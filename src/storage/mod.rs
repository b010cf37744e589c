//! Durable object storage for cached assets
//!
//! The cacher only needs two operations from a backend: an overwriting put,
//! and the creation time of whatever currently lives under a key. Backends:
//! - `FsStore`: files below a root directory
//! - `MemoryStore`: in-process map (tests, dry runs)
//! - `S3Store`: S3 or an S3-compatible service (feature `s3`)

mod fs;
mod memory;
#[cfg(feature = "s3")]
mod s3;

pub use fs::FsStore;
pub use memory::{MemoryStore, StoredObject};
#[cfg(feature = "s3")]
pub use s3::S3Store;

use async_trait::async_trait;
use chrono::{DateTime, Utc};
use std::sync::Arc;
use thiserror::Error;

use crate::config::{StorageBackend, StorageConfig};

/// Errors raised by storage backends
#[derive(Debug, Error)]
pub enum StorageError {
    #[error("I/O error: {0}")]
    Io(#[from] std::io::Error),
    #[error("Invalid storage key: {0}")]
    InvalidKey(String),
    #[error("Storage backend error: {0}")]
    Backend(String),
}

/// Object storage used by the cacher
#[async_trait]
pub trait ObjectStore: Send + Sync {
    /// Store `body` under `key`, replacing any existing object
    async fn put(
        &self,
        key: &str,
        body: Vec<u8>,
        content_type: Option<&str>,
    ) -> Result<(), StorageError>;

    /// When the object currently stored under `key` was written, if any
    async fn creation_time(&self, key: &str) -> Option<DateTime<Utc>>;
}

/// Build the backend selected by the storage configuration
pub async fn from_config(config: &StorageConfig) -> anyhow::Result<Arc<dyn ObjectStore>> {
    match config.backend {
        StorageBackend::Fs => Ok(Arc::new(FsStore::new(&config.root)?)),
        StorageBackend::Memory => Ok(Arc::new(MemoryStore::new())),
        #[cfg(feature = "s3")]
        StorageBackend::S3 => {
            let bucket = config
                .bucket
                .clone()
                .ok_or_else(|| anyhow::anyhow!("storage.bucket is required for the s3 backend"))?;
            Ok(Arc::new(
                S3Store::connect(bucket, config.region.clone(), config.endpoint.clone()).await,
            ))
        }
        #[cfg(not(feature = "s3"))]
        StorageBackend::S3 => {
            anyhow::bail!("the s3 storage backend requires building with the `s3` feature")
        }
    }
}

/// Reject keys that could escape a key namespace
pub(crate) fn validate_key(key: &str) -> Result<(), StorageError> {
    if key.is_empty()
        || key.starts_with('/')
        || key.contains('\\')
        || key.split('/').any(|part| part.is_empty() || part == "." || part == "..")
    {
        return Err(StorageError::InvalidKey(key.to_string()));
    }
    Ok(())
}

#[cfg(test)]
mod tests {
    use super::*;

    #[test]
    fn test_validate_key() {
        assert!(validate_key("42/abc.css").is_ok());
        assert!(validate_key("js/abc").is_ok());
        assert!(validate_key("").is_err());
        assert!(validate_key("/etc/passwd").is_err());
        assert!(validate_key("42/../../x").is_err());
        assert!(validate_key("42//x").is_err());
        assert!(validate_key("a\\b").is_err());
    }

    #[tokio::test]
    async fn test_from_config_memory() {
        let config = StorageConfig {
            backend: StorageBackend::Memory,
            ..StorageConfig::default()
        };
        let store = from_config(&config).await.unwrap();
        store.put("1/a", b"x".to_vec(), None).await.unwrap();
        assert!(store.creation_time("1/a").await.is_some());
    }
}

• **YOUR TASK**: Copy out the whole listing, word for word.

• **SOLUTION**:
filename src/storage/mod.rs
repository b010cf37744e589c
//! Durable object storage for cached assets
//!
//! The cacher only needs two operations from a backend: an overwriting put,
//! and the creation time of whatever currently lives under a key. Backends:
//! - `FsStore`: files below a root directory
//! - `MemoryStore`: in-process map (tests, dry runs)
//! - `S3Store`: S3 or an S3-compatible service (feature `s3`)

mod fs;
mod memory;
#[cfg(feature = "s3")]
mod s3;

pub use fs::FsStore;
pub use memory::{MemoryStore, StoredObject};
#[cfg(feature = "s3")]
pub use s3::S3Store;

use async_trait::async_trait;
use chrono::{DateTime, Utc};
use std::sync::Arc;
use thiserror::Error;

use crate::config::{StorageBackend, StorageConfig};

/// Errors raised by storage backends
#[derive(Debug, Error)]
pub enum StorageError {
    #[error("I/O error: {0}")]
    Io(#[from] std::io::Error),
    #[error("Invalid storage key: {0}")]
    InvalidKey(String),
    #[error("Storage backend error: {0}")]
    Backend(String),
}

/// Object storage used by the cacher
#[async_trait]
pub trait ObjectStore: Send + Sync {
    /// Store `body` under `key`, replacing any existing object
    async fn put(
        &self,
        key: &str,
        body: Vec<u8>,
        content_type: Option<&str>,
    ) -> Result<(), StorageError>;

    /// When the object currently stored under `key` was written, if any
    async fn creation_time(&self, key: &str) -> Option<DateTime<Utc>>;
}

/// Build the backend selected by the storage configuration
pub async fn from_config(config: &StorageConfig) -> anyhow::Result<Arc<dyn ObjectStore>> {
    match config.backend {
        StorageBackend::Fs => Ok(Arc::new(FsStore::new(&config.root)?)),
        StorageBackend::Memory => Ok(Arc::new(MemoryStore::new())),
        #[cfg(feature = "s3")]
        StorageBackend::S3 => {
            let bucket = config
                .bucket
                .clone()
                .ok_or_else(|| anyhow::anyhow!("storage.bucket is required for the s3 backend"))?;
            Ok(Arc::new(
                S3Store::connect(bucket, config.region.clone(), config.endpoint.clone()).await,
            ))
        }
        #[cfg(not(feature = "s3"))]
        StorageBackend::S3 => {
            anyhow::bail!("the s3 storage backend requires building with the `s3` feature")
        }
    }
}

/// Reject keys that could escape a key namespace
pub(crate) fn validate_key(key: &str) -> Result<(), StorageError> {
    if key.is_empty()
        || key.starts_with('/')
        || key.contains('\\')
        || key.split('/').any(|part| part.is_empty() || part == "." || part == "..")
    {
        return Err(StorageError::InvalidKey(key.to_string()));
    }
    Ok(())
}

#[cfg(test)]
mod tests {
    use super::*;

    #[test]
    fn test_validate_key() {
        assert!(validate_key("42/abc.css").is_ok());
        assert!(validate_key("js/abc").is_ok());
        assert!(validate_key("").is_err());
        assert!(validate_key("/etc/passwd").is_err());
        assert!(validate_key("42/../../x").is_err());
        assert!(validate_key("42//x").is_err());
        assert!(validate_key("a\\b").is_err());
    }

    #[tokio::test]
    async fn test_from_config_memory() {
        let config = StorageConfig {
            backend: StorageBackend::Memory,
            ..StorageConfig::default()
        };
        let store = from_config(&config).await.unwrap();
        store.put("1/a", b"x".to_vec(), None).await.unwrap();
        assert!(store.creation_time("1/a").await.is_some());
    }
}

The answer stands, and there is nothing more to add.